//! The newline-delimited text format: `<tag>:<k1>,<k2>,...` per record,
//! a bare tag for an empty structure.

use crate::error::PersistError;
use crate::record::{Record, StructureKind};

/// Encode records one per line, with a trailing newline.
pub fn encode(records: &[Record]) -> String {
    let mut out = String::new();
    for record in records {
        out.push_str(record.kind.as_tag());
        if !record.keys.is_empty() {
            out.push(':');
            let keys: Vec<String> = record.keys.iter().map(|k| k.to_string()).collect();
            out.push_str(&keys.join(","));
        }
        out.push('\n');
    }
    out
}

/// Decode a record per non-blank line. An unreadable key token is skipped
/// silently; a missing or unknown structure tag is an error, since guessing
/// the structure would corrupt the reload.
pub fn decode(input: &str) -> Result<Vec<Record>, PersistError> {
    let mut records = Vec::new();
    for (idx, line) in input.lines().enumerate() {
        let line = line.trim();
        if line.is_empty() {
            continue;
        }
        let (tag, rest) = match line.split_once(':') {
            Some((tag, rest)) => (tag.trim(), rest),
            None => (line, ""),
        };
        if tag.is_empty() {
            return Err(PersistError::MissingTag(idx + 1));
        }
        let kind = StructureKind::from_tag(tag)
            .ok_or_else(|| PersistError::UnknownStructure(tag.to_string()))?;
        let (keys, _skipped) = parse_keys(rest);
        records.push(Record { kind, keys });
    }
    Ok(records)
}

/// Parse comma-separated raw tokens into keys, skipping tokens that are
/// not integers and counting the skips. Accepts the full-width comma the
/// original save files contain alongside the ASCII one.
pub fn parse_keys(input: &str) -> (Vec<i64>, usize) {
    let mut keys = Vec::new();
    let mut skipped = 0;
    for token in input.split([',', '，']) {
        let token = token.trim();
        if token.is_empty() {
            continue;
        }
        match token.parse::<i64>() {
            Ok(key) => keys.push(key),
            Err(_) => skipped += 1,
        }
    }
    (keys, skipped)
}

**Task instructions:**
Output only the lines from the one that contains "let token = token.trim();" through the final line of the records, exactly as given.

**Result below:**
        let token = token.trim();
        if token.is_empty() {
            continue;
        }
        match token.parse::<i64>() {
            Ok(key) => keys.push(key),
            Err(_) => skipped += 1,
        }
    }
    (keys, skipped)
}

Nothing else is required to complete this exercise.